• Activity:
Copy exactly the line containing "(web_sys::js_sys::Date::now() / 1000.0)" and all lines after it, through the last line of the material below; omit everything before it.

• Material for this exercise:
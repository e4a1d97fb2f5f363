// src/storage.rs
//
// Almacén clave/valor con caducidad para los "hechos" por material.
// Cada hecho se guarda por separado: no hay transacciones entre claves,
// así que los lectores deben tolerar estado parcialmente aplicado.

use serde::{Deserialize, Serialize};
use std::collections::HashMap;

/// Ventana de retención de todos los hechos persistidos.
pub const RETENTION_DAYS: u64 = 30;

const SECS_PER_DAY: u64 = 24 * 60 * 60;

/// Clave global con el último material visitado.
pub const LAST_MATERIAL_KEY: &str = "last_material_id";

/// Campos persistidos por material.
#[derive(Clone, Copy, Debug, PartialEq, Eq)]
pub enum Fact {
    VideoCompleted,
    QuizCompleted,
    QuizAnswers,
    QuizScore,
}

impl Fact {
    pub fn suffix(self) -> &'static str {
        match self {
            Fact::VideoCompleted => "video_completed",
            Fact::QuizCompleted => "quiz_completed",
            Fact::QuizAnswers => "quiz_answers",
            Fact::QuizScore => "quiz_score",
        }
    }
}

/// Clave con espacio de nombres por material: `material_<id>_<campo>`
pub fn material_key(material_id: &str, fact: Fact) -> String {
    format!("material_{}_{}", material_id, fact.suffix())
}

/// Valor con caducidad absoluta, fijada al escribir (no se renueva al leer).
#[derive(Serialize, Deserialize)]
struct Entry {
    value: String,
    expires_at: u64, // epoch segundos
}

/// Backend crudo: strings por clave más un reloj. Las implementaciones no
/// saben nada de caducidades; eso lo gestiona [`FactStore`].
pub trait StorageBackend {
    fn read_raw(&self, key: &str) -> Option<String>;
    fn write_raw(&mut self, key: &str, raw: &str);
    fn remove_raw(&mut self, key: &str);
    fn now_secs(&self) -> u64;
}

pub struct FactStore {
    backend: Box<dyn StorageBackend>,
}

impl FactStore {
    pub fn new(backend: Box<dyn StorageBackend>) -> Self {
        FactStore { backend }
    }

    pub fn set(&mut self, key: &str, value: &str, ttl_days: u64) {
        let entry = Entry {
            value: value.to_owned(),
            expires_at: self.backend.now_secs() + ttl_days * SECS_PER_DAY,
        };
        match serde_json::to_string(&entry) {
            Ok(raw) => self.backend.write_raw(key, &raw),
            Err(err) => log::warn!("no se pudo serializar la entrada {key}: {err}"),
        }
    }

    /// Valor almacenado, o ausente si no existe o ya caducó.
    pub fn get(&self, key: &str) -> Option<String> {
        let raw = self.backend.read_raw(key)?;
        let entry: Entry = match serde_json::from_str(&raw) {
            Ok(entry) => entry,
            Err(err) => {
                log::warn!("entrada ilegible en {key}: {err}");
                return None;
            }
        };
        if self.backend.now_secs() >= entry.expires_at {
            return None;
        }
        Some(entry.value)
    }

    pub fn delete(&mut self, key: &str) {
        self.backend.remove_raw(key);
    }

    /// Hechos booleanos: presentes y con valor "true".
    pub fn get_flag(&self, key: &str) -> bool {
        self.get(key).as_deref() == Some("true")
    }
}

// ---------------------------------------------------------------------------
// Backend en memoria (tests y fallback). El estado va detrás de un Rc para
// que los tests conserven un asidero con el que avanzar el reloj.
// ---------------------------------------------------------------------------

use std::cell::RefCell;
use std::rc::Rc;

#[derive(Default)]
pub struct MemoryState {
    entries: HashMap<String, String>,
    write_counts: HashMap<String, usize>,
    now_secs: u64,
}

#[derive(Clone, Default)]
pub struct MemoryBackend {
    state: Rc<RefCell<MemoryState>>,
}

impl MemoryBackend {
    pub fn new() -> Self {
        Self::default()
    }

    /// Asidero compartido sobre el mismo estado.
    pub fn handle(&self) -> MemoryBackend {
        self.clone()
    }

    pub fn advance_days(&self, days: u64) {
        self.state.borrow_mut().now_secs += days * SECS_PER_DAY;
    }

    pub fn advance_secs(&self, secs: u64) {
        self.state.borrow_mut().now_secs += secs;
    }

    /// Número de claves vivas (sin filtrar caducidad).
    pub fn raw_len(&self) -> usize {
        self.state.borrow().entries.len()
    }

    pub fn contains_raw(&self, key: &str) -> bool {
        self.state.borrow().entries.contains_key(key)
    }

    /// Cuántas veces se ha escrito una clave (para comprobar idempotencia).
    pub fn write_count_for(&self, key: &str) -> usize {
        self.state
            .borrow()
            .write_counts
            .get(key)
            .copied()
            .unwrap_or(0)
    }

    /// Escribe un valor crudo saltándose el formato de entrada, para simular
    /// almacenamiento corrupto.
    pub fn inject_raw(&self, key: &str, raw: &str) {
        self.state
            .borrow_mut()
            .entries
            .insert(key.to_owned(), raw.to_owned());
    }
}

impl StorageBackend for MemoryBackend {
    fn read_raw(&self, key: &str) -> Option<String> {
        self.state.borrow().entries.get(key).cloned()
    }

    fn write_raw(&mut self, key: &str, raw: &str) {
        let mut state = self.state.borrow_mut();
        state.entries.insert(key.to_owned(), raw.to_owned());
        *state.write_counts.entry(key.to_owned()).or_insert(0) += 1;
    }

    fn remove_raw(&mut self, key: &str) {
        self.state.borrow_mut().entries.remove(key);
    }

    fn now_secs(&self) -> u64 {
        self.state.borrow().now_secs
    }
}

// ---------------------------------------------------------------------------
// Backend nativo: fichero JSON junto al binario, como el progreso clásico
// en `player_progress.json`.
// ---------------------------------------------------------------------------

#[cfg(not(target_arch = "wasm32"))]
pub struct FileBackend {
    path: std::path::PathBuf,
    entries: HashMap<String, String>,
}

#[cfg(not(target_arch = "wasm32"))]
impl FileBackend {
    pub fn load_default() -> Self {
        Self::load_from("player_progress.json")
    }

    pub fn load_from(path: impl Into<std::path::PathBuf>) -> Self {
        let path = path.into();
        let entries = std::fs::read_to_string(&path)
            .ok()
            .and_then(|json| serde_json::from_str(&json).ok())
            .unwrap_or_default();
        FileBackend { path, entries }
    }

    fn persist(&self) {
        match serde_json::to_string(&self.entries) {
            Ok(json) => {
                if let Err(err) = std::fs::write(&self.path, json) {
                    log::warn!("no se pudo guardar {}: {err}", self.path.display());
                }
            }
            Err(err) => log::warn!("no se pudo serializar el progreso: {err}"),
        }
    }
}

#[cfg(not(target_arch = "wasm32"))]
impl StorageBackend for FileBackend {
    fn read_raw(&self, key: &str) -> Option<String> {
        self.entries.get(key).cloned()
    }

    fn write_raw(&mut self, key: &str, raw: &str) {
        self.entries.insert(key.to_owned(), raw.to_owned());
        self.persist();
    }

    fn remove_raw(&mut self, key: &str) {
        self.entries.remove(key);
        self.persist();
    }

    fn now_secs(&self) -> u64 {
        std::time::SystemTime::now()
            .duration_since(std::time::UNIX_EPOCH)
            .map(|d| d.as_secs())
            .unwrap_or(0)
    }
}

// ---------------------------------------------------------------------------
// Backend web: localStorage del navegador.
// ---------------------------------------------------------------------------

#[cfg(target_arch = "wasm32")]
pub struct BrowserBackend;

#[cfg(target_arch = "wasm32")]
impl BrowserBackend {
    fn local_storage() -> Option<web_sys::Storage> {
        web_sys::window()?.local_storage().ok()?
    }
}

#[cfg(target_arch = "wasm32")]
impl StorageBackend for BrowserBackend {
    fn read_raw(&self, key: &str) -> Option<String> {
        Self::local_storage()?.get_item(key).ok()?
    }

    fn write_raw(&mut self, key: &str, raw: &str) {
        if let Some(storage) = Self::local_storage() {
            if storage.set_item(key, raw).is_err() {
                log::warn!("localStorage rechazó la escritura de {key}");
            }
        }
    }

    fn remove_raw(&mut self, key: &str) {
        if let Some(storage) = Self::local_storage() {
            let _ = storage.remove_item(key);
        }
    }

    fn now_secs(&self) -> u64 {
        (web_sys::js_sys::Date::now() / 1000.0) as u64
    }
}

/// Backend por defecto de cada plataforma.
pub fn default_backend() -> Box<dyn StorageBackend> {
    #[cfg(target_arch = "wasm32")]
    {
        Box::new(BrowserBackend)
    }
    #[cfg(not(target_arch = "wasm32"))]
    {
        Box::new(FileBackend::load_default())
    }
}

• Answer space:
        (web_sys::js_sys::Date::now() / 1000.0) as u64
    }
}

/// Backend por defecto de cada plataforma.
pub fn default_backend() -> Box<dyn StorageBackend> {
    #[cfg(target_arch = "wasm32")]
    {
        Box::new(BrowserBackend)
    }
    #[cfg(not(target_arch = "wasm32"))]
    {
        Box::new(FileBackend::load_default())
    }
}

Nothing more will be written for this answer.